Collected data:
● ● ● ●
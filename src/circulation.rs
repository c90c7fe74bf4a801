//! Borrow/return rules
//!
//! Pure decision logic for the circulation workflow. The repository loads the
//! locked rows inside a database transaction and asks these functions whether
//! the operation may proceed and what it must write.

use chrono::{DateTime, Duration, Utc};
use rust_decimal::Decimal;

use crate::{
    error::{AppError, AppResult},
    models::{Book, Member, Transaction, TransactionStatus},
};

/// Check borrow preconditions in order: book exists, has a copy on the
/// shelf, member exists, member is active.
pub fn check_borrow(book: Option<&Book>, member: Option<&Member>) -> AppResult<()> {
    let book = book.ok_or_else(|| AppError::NotFound("Book not found".to_string()))?;
    if book.available_copies <= 0 {
        return Err(AppError::BusinessRule("Book is not available".to_string()));
    }

    let member = member.ok_or_else(|| AppError::NotFound("Member not found".to_string()))?;
    if !member.is_active {
        return Err(AppError::BusinessRule("Member is not active".to_string()));
    }

    Ok(())
}

/// Outcome of returning a borrowed book
#[derive(Debug, Clone, PartialEq, Eq)]
pub struct ReturnSettlement {
    pub return_date: DateTime<Utc>,
    pub overdue_days: i64,
    pub fine_amount: Decimal,
}

/// Check that the transaction is still open and compute the fine owed at `now`
pub fn settle_return(
    transaction: &Transaction,
    now: DateTime<Utc>,
    fine_per_day: Decimal,
) -> AppResult<ReturnSettlement> {
    if transaction.status != TransactionStatus::Borrowed {
        return Err(AppError::BusinessRule(
            "Book is already returned or not borrowed".to_string(),
        ));
    }

    let overdue_days = overdue_days(transaction.due_date, now);
    Ok(ReturnSettlement {
        return_date: now,
        overdue_days,
        fine_amount: fine_for(overdue_days, fine_per_day),
    })
}

/// Started days elapsed past `due_date`, 0 when returned on time
pub fn overdue_days(due_date: DateTime<Utc>, returned_at: DateTime<Utc>) -> i64 {
    if returned_at <= due_date {
        return 0;
    }

    let late = returned_at - due_date;
    let whole = late.num_days();
    if late > Duration::days(whole) {
        whole + 1
    } else {
        whole
    }
}

pub fn fine_for(overdue_days: i64, fine_per_day: Decimal) -> Decimal {
    (Decimal::from(overdue_days) * fine_per_day).round_dp(2)
}

/// A borrowed book whose due date has passed
pub fn is_overdue(status: TransactionStatus, due_date: DateTime<Utc>, now: DateTime<Utc>) -> bool {
    status == TransactionStatus::Borrowed && now > due_date
}

#[cfg(test)]
mod tests {
    use super::*;
    use uuid::Uuid;

    fn book(available_copies: i32) -> Book {
        Book {
            id: Uuid::new_v4(),
            title: "The Left Hand of Darkness".into(),
            author: "Ursula K. Le Guin".into(),
            isbn: None,
            genre: None,
            description: None,
            total_copies: 1,
            available_copies,
            added_at: Utc::now(),
        }
    }

    fn member(is_active: bool) -> Member {
        Member {
            id: Uuid::new_v4(),
            name: "Ada Lovelace".into(),
            email: "ada@example.org".into(),
            phone: None,
            address: None,
            is_active,
            join_date: Utc::now(),
        }
    }

    fn borrowed(due_date: DateTime<Utc>) -> Transaction {
        Transaction {
            id: Uuid::new_v4(),
            book_id: Uuid::new_v4(),
            member_id: Uuid::new_v4(),
            borrow_date: due_date - Duration::days(14),
            due_date,
            return_date: None,
            status: TransactionStatus::Borrowed,
            fine_amount: Decimal::ZERO,
        }
    }

    #[test]
    fn test_borrow_allowed() {
        assert!(check_borrow(Some(&book(1)), Some(&member(true))).is_ok());
    }

    #[test]
    fn test_borrow_precondition_order() {
        // Missing book wins over everything else
        let err = check_borrow(None, None).unwrap_err();
        assert!(matches!(err, AppError::NotFound(ref m) if m == "Book not found"));

        // Unavailable book is reported before the missing member
        let err = check_borrow(Some(&book(0)), None).unwrap_err();
        assert!(matches!(err, AppError::BusinessRule(ref m) if m == "Book is not available"));

        let err = check_borrow(Some(&book(1)), None).unwrap_err();
        assert!(matches!(err, AppError::NotFound(ref m) if m == "Member not found"));

        let err = check_borrow(Some(&book(1)), Some(&member(false))).unwrap_err();
        assert!(matches!(err, AppError::BusinessRule(ref m) if m == "Member is not active"));
    }

    #[test]
    fn test_return_on_due_date_is_free() {
        let due = Utc::now();
        let settlement = settle_return(&borrowed(due), due, Decimal::ONE).unwrap();
        assert_eq!(settlement.overdue_days, 0);
        assert_eq!(settlement.fine_amount, Decimal::ZERO);
        assert_eq!(settlement.return_date, due);
    }

    #[test]
    fn test_early_return_is_free() {
        let due = Utc::now();
        let settlement =
            settle_return(&borrowed(due), due - Duration::hours(1), Decimal::ONE).unwrap();
        assert_eq!(settlement.fine_amount, Decimal::ZERO);
    }

    #[test]
    fn test_partial_days_round_up() {
        let due = Utc::now();
        let settlement =
            settle_return(&borrowed(due), due + Duration::hours(36), Decimal::ONE).unwrap();
        assert_eq!(settlement.overdue_days, 2);
        assert_eq!(settlement.fine_amount, Decimal::new(200, 2));
    }

    #[test]
    fn test_overdue_days() {
        let due = Utc::now();
        assert_eq!(overdue_days(due, due + Duration::milliseconds(1)), 1);
        assert_eq!(overdue_days(due, due + Duration::days(1)), 1);
        assert_eq!(overdue_days(due, due + Duration::days(1) + Duration::seconds(1)), 2);
        assert_eq!(overdue_days(due, due + Duration::days(10)), 10);
        assert_eq!(overdue_days(due, due - Duration::days(3)), 0);
    }

    #[test]
    fn test_fine_uses_configured_rate() {
        assert_eq!(fine_for(3, Decimal::new(25, 2)), Decimal::new(75, 2));
        assert_eq!(fine_for(0, Decimal::new(25, 2)), Decimal::ZERO);
    }

    #[test]
    fn test_return_requires_borrowed_status() {
        let mut transaction = borrowed(Utc::now());
        transaction.status = TransactionStatus::Returned;

        let err = settle_return(&transaction, Utc::now(), Decimal::ONE).unwrap_err();
        assert!(matches!(err, AppError::BusinessRule(_)));

        transaction.status = TransactionStatus::Lost;
        assert!(settle_return(&transaction, Utc::now(), Decimal::ONE).is_err());
    }

    #[test]
    fn test_is_overdue() {
        let now = Utc::now();
        let past = now - Duration::minutes(5);
        assert!(is_overdue(TransactionStatus::Borrowed, past, now));
        assert!(!is_overdue(TransactionStatus::Borrowed, now, now));
        assert!(!is_overdue(TransactionStatus::Returned, past, now));
    }
}
//! Book catalog service

use uuid::Uuid;
use validator::Validate;

use crate::{
    error::{AppError, AppResult},
    models::{non_blank, Book, CreateBook, ListQuery},
    repository::{books::NewBook, Repository},
};

#[derive(Clone)]
pub struct CatalogService {
    repository: Repository,
}

impl CatalogService {
    pub fn new(repository: Repository) -> Self {
        Self { repository }
    }

    pub async fn list_books(&self, query: &ListQuery) -> AppResult<Vec<Book>> {
        self.repository.books.list(query.like_pattern().as_deref()).await
    }

    pub async fn get_book(&self, id: Uuid) -> AppResult<Book> {
        self.repository.books.get_by_id(id).await
    }

    /// Create a book; all of its copies start on the shelf unless told otherwise
    pub async fn create_book(&self, data: CreateBook) -> AppResult<Book> {
        let book = new_book(data)?;
        let created = self.repository.books.create(&book).await?;
        tracing::info!(book_id = %created.id, title = %created.title, "Book added to catalog");
        Ok(created)
    }

    pub async fn delete_book(&self, id: Uuid) -> AppResult<()> {
        self.repository.books.delete(id).await?;
        tracing::info!(book_id = %id, "Book deleted");
        Ok(())
    }
}

/// Validate a create request into insertable fields
fn new_book(data: CreateBook) -> AppResult<NewBook> {
    data.validate()?;

    let (total_copies, available_copies) = data.copies();
    if available_copies > total_copies {
        return Err(AppError::Validation(
            "availableCopies cannot exceed totalCopies".to_string(),
        ));
    }

    // Presence is guaranteed by validate()
    let (Some(title), Some(author)) = (data.title, data.author) else {
        return Err(AppError::Validation("Title and author are required".to_string()));
    };

    Ok(NewBook {
        title,
        author,
        isbn: non_blank(data.isbn),
        genre: non_blank(data.genre),
        description: non_blank(data.description),
        total_copies,
        available_copies,
    })
}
● ● ● ●
## Action item
Among the lines above, repeat exactly those from the line with "assert_eq!(overdue_days(due, due - Duration::days(3)), 0);" to the line with "transaction.status = TransactionStatus::Returned;", counting both ends.

## Exercise result
        assert_eq!(overdue_days(due, due - Duration::days(3)), 0);
    }

    #[test]
    fn test_fine_uses_configured_rate() {
        assert_eq!(fine_for(3, Decimal::new(25, 2)), Decimal::new(75, 2));
        assert_eq!(fine_for(0, Decimal::new(25, 2)), Decimal::ZERO);
    }

    #[test]
    fn test_return_requires_borrowed_status() {
        let mut transaction = borrowed(Utc::now());
        transaction.status = TransactionStatus::Returned;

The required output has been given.